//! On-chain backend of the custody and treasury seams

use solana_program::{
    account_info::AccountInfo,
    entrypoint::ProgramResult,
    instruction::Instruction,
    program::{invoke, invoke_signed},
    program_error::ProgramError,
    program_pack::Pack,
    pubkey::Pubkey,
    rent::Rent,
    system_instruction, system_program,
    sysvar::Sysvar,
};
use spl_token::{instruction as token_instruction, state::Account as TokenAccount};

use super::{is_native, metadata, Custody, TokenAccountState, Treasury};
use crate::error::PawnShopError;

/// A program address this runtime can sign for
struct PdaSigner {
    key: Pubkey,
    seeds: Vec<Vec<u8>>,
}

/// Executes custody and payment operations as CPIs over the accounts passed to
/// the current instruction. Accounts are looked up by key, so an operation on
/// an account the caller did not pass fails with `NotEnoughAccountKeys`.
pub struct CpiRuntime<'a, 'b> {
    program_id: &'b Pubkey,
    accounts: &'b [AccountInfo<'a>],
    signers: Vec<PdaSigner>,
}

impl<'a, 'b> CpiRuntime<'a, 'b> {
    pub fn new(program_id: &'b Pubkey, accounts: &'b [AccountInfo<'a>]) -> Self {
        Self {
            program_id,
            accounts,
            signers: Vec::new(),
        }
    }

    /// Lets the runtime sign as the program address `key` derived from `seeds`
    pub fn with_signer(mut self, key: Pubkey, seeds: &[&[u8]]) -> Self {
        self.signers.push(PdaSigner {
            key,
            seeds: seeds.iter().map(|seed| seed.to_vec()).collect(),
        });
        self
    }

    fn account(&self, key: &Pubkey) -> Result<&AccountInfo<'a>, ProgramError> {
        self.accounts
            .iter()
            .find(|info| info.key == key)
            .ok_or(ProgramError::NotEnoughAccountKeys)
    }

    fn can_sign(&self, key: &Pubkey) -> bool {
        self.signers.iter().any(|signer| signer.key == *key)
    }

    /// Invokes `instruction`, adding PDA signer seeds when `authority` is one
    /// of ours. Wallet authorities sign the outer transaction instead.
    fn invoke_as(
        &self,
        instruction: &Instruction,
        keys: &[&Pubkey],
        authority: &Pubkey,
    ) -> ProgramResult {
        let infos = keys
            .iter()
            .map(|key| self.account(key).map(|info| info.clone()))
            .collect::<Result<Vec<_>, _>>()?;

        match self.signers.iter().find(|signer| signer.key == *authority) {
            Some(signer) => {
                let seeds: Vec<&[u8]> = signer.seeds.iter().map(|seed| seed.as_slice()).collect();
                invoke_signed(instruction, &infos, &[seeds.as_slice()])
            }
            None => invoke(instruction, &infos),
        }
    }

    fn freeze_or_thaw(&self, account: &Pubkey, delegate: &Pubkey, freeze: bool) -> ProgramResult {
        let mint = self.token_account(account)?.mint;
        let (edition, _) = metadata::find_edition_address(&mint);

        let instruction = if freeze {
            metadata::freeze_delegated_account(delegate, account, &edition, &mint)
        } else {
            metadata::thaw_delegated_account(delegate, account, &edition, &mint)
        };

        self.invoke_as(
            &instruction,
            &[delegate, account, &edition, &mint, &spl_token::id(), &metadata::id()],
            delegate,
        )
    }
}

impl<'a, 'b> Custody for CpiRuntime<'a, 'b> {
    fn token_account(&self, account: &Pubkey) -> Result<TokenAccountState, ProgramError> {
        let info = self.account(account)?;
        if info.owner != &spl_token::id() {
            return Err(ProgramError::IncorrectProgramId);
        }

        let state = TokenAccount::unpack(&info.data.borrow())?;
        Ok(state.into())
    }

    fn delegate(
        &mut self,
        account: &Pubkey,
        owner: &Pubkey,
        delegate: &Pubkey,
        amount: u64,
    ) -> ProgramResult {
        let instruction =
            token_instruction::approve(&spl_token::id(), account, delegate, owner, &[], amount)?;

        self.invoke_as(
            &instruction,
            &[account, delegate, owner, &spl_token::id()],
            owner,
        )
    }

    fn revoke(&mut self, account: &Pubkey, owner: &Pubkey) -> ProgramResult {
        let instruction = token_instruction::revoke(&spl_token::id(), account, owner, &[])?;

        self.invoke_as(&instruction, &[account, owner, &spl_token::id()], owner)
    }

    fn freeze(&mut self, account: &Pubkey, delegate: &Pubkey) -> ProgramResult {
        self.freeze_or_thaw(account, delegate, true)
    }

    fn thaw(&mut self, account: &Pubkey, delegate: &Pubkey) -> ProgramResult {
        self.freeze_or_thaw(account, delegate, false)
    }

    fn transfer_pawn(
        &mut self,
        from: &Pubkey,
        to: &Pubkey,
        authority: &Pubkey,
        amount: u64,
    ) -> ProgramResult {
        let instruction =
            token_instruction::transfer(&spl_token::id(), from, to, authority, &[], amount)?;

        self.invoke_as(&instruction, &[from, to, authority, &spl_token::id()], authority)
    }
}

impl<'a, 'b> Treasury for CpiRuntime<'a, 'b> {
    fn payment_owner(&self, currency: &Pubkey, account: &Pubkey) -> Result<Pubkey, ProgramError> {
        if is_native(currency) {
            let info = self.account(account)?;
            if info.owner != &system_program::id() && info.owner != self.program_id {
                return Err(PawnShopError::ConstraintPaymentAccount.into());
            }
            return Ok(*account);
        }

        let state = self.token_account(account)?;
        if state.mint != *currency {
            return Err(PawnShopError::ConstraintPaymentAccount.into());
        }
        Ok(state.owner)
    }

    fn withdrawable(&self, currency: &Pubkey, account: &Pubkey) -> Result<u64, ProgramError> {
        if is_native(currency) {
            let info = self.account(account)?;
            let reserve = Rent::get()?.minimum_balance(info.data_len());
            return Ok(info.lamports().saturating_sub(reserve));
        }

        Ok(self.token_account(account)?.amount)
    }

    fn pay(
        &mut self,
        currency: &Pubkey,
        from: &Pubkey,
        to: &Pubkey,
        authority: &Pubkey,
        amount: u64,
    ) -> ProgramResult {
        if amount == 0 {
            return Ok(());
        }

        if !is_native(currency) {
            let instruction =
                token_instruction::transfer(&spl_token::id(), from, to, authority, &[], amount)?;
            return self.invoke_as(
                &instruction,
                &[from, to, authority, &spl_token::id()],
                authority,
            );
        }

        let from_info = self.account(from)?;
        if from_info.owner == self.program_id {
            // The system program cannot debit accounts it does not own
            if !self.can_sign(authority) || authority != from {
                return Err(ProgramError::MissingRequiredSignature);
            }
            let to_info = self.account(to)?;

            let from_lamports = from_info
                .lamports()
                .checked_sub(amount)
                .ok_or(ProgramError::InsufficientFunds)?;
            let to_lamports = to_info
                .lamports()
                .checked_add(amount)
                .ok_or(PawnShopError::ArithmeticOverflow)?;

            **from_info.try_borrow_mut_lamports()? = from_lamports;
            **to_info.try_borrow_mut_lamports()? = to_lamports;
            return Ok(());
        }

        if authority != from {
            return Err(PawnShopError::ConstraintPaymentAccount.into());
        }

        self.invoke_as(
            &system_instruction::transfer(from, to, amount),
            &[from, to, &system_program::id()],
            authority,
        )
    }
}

**Problem details:**
Each line in the data is to be written out precisely.

**Completed exercise:**
//! On-chain backend of the custody and treasury seams

use solana_program::{
    account_info::AccountInfo,
    entrypoint::ProgramResult,
    instruction::Instruction,
    program::{invoke, invoke_signed},
    program_error::ProgramError,
    program_pack::Pack,
    pubkey::Pubkey,
    rent::Rent,
    system_instruction, system_program,
    sysvar::Sysvar,
};
use spl_token::{instruction as token_instruction, state::Account as TokenAccount};

use super::{is_native, metadata, Custody, TokenAccountState, Treasury};
use crate::error::PawnShopError;

/// A program address this runtime can sign for
struct PdaSigner {
    key: Pubkey,
    seeds: Vec<Vec<u8>>,
}

/// Executes custody and payment operations as CPIs over the accounts passed to
/// the current instruction. Accounts are looked up by key, so an operation on
/// an account the caller did not pass fails with `NotEnoughAccountKeys`.
pub struct CpiRuntime<'a, 'b> {
    program_id: &'b Pubkey,
    accounts: &'b [AccountInfo<'a>],
    signers: Vec<PdaSigner>,
}

impl<'a, 'b> CpiRuntime<'a, 'b> {
    pub fn new(program_id: &'b Pubkey, accounts: &'b [AccountInfo<'a>]) -> Self {
        Self {
            program_id,
            accounts,
            signers: Vec::new(),
        }
    }

    /// Lets the runtime sign as the program address `key` derived from `seeds`
    pub fn with_signer(mut self, key: Pubkey, seeds: &[&[u8]]) -> Self {
        self.signers.push(PdaSigner {
            key,
            seeds: seeds.iter().map(|seed| seed.to_vec()).collect(),
        });
        self
    }

    fn account(&self, key: &Pubkey) -> Result<&AccountInfo<'a>, ProgramError> {
        self.accounts
            .iter()
            .find(|info| info.key == key)
            .ok_or(ProgramError::NotEnoughAccountKeys)
    }

    fn can_sign(&self, key: &Pubkey) -> bool {
        self.signers.iter().any(|signer| signer.key == *key)
    }

    /// Invokes `instruction`, adding PDA signer seeds when `authority` is one
    /// of ours. Wallet authorities sign the outer transaction instead.
    fn invoke_as(
        &self,
        instruction: &Instruction,
        keys: &[&Pubkey],
        authority: &Pubkey,
    ) -> ProgramResult {
        let infos = keys
            .iter()
            .map(|key| self.account(key).map(|info| info.clone()))
            .collect::<Result<Vec<_>, _>>()?;

        match self.signers.iter().find(|signer| signer.key == *authority) {
            Some(signer) => {
                let seeds: Vec<&[u8]> = signer.seeds.iter().map(|seed| seed.as_slice()).collect();
                invoke_signed(instruction, &infos, &[seeds.as_slice()])
            }
            None => invoke(instruction, &infos),
        }
    }

    fn freeze_or_thaw(&self, account: &Pubkey, delegate: &Pubkey, freeze: bool) -> ProgramResult {
        let mint = self.token_account(account)?.mint;
        let (edition, _) = metadata::find_edition_address(&mint);

        let instruction = if freeze {
            metadata::freeze_delegated_account(delegate, account, &edition, &mint)
        } else {
            metadata::thaw_delegated_account(delegate, account, &edition, &mint)
        };

        self.invoke_as(
            &instruction,
            &[delegate, account, &edition, &mint, &spl_token::id(), &metadata::id()],
            delegate,
        )
    }
}

impl<'a, 'b> Custody for CpiRuntime<'a, 'b> {
    fn token_account(&self, account: &Pubkey) -> Result<TokenAccountState, ProgramError> {
        let info = self.account(account)?;
        if info.owner != &spl_token::id() {
            return Err(ProgramError::IncorrectProgramId);
        }

        let state = TokenAccount::unpack(&info.data.borrow())?;
        Ok(state.into())
    }

    fn delegate(
        &mut self,
        account: &Pubkey,
        owner: &Pubkey,
        delegate: &Pubkey,
        amount: u64,
    ) -> ProgramResult {
        let instruction =
            token_instruction::approve(&spl_token::id(), account, delegate, owner, &[], amount)?;

        self.invoke_as(
            &instruction,
            &[account, delegate, owner, &spl_token::id()],
            owner,
        )
    }

    fn revoke(&mut self, account: &Pubkey, owner: &Pubkey) -> ProgramResult {
        let instruction = token_instruction::revoke(&spl_token::id(), account, owner, &[])?;

        self.invoke_as(&instruction, &[account, owner, &spl_token::id()], owner)
    }

    fn freeze(&mut self, account: &Pubkey, delegate: &Pubkey) -> ProgramResult {
        self.freeze_or_thaw(account, delegate, true)
    }

    fn thaw(&mut self, account: &Pubkey, delegate: &Pubkey) -> ProgramResult {
        self.freeze_or_thaw(account, delegate, false)
    }

    fn transfer_pawn(
        &mut self,
        from: &Pubkey,
        to: &Pubkey,
        authority: &Pubkey,
        amount: u64,
    ) -> ProgramResult {
        let instruction =
            token_instruction::transfer(&spl_token::id(), from, to, authority, &[], amount)?;

        self.invoke_as(&instruction, &[from, to, authority, &spl_token::id()], authority)
    }
}

impl<'a, 'b> Treasury for CpiRuntime<'a, 'b> {
    fn payment_owner(&self, currency: &Pubkey, account: &Pubkey) -> Result<Pubkey, ProgramError> {
        if is_native(currency) {
            let info = self.account(account)?;
            if info.owner != &system_program::id() && info.owner != self.program_id {
                return Err(PawnShopError::ConstraintPaymentAccount.into());
            }
            return Ok(*account);
        }

        let state = self.token_account(account)?;
        if state.mint != *currency {
            return Err(PawnShopError::ConstraintPaymentAccount.into());
        }
        Ok(state.owner)
    }

    fn withdrawable(&self, currency: &Pubkey, account: &Pubkey) -> Result<u64, ProgramError> {
        if is_native(currency) {
            let info = self.account(account)?;
            let reserve = Rent::get()?.minimum_balance(info.data_len());
            return Ok(info.lamports().saturating_sub(reserve));
        }

        Ok(self.token_account(account)?.amount)
    }

    fn pay(
        &mut self,
        currency: &Pubkey,
        from: &Pubkey,
        to: &Pubkey,
        authority: &Pubkey,
        amount: u64,
    ) -> ProgramResult {
        if amount == 0 {
            return Ok(());
        }

        if !is_native(currency) {
            let instruction =
                token_instruction::transfer(&spl_token::id(), from, to, authority, &[], amount)?;
            return self.invoke_as(
                &instruction,
                &[from, to, authority, &spl_token::id()],
                authority,
            );
        }

        let from_info = self.account(from)?;
        if from_info.owner == self.program_id {
            // The system program cannot debit accounts it does not own
            if !self.can_sign(authority) || authority != from {
                return Err(ProgramError::MissingRequiredSignature);
            }
            let to_info = self.account(to)?;

            let from_lamports = from_info
                .lamports()
                .checked_sub(amount)
                .ok_or(ProgramError::InsufficientFunds)?;
            let to_lamports = to_info
                .lamports()
                .checked_add(amount)
                .ok_or(PawnShopError::ArithmeticOverflow)?;

            **from_info.try_borrow_mut_lamports()? = from_lamports;
            **to_info.try_borrow_mut_lamports()? = to_lamports;
            return Ok(());
        }

        if authority != from {
            return Err(PawnShopError::ConstraintPaymentAccount.into());
        }

        self.invoke_as(
            &system_instruction::transfer(from, to, amount),
            &[from, to, &system_program::id()],
            authority,
        )
    }
}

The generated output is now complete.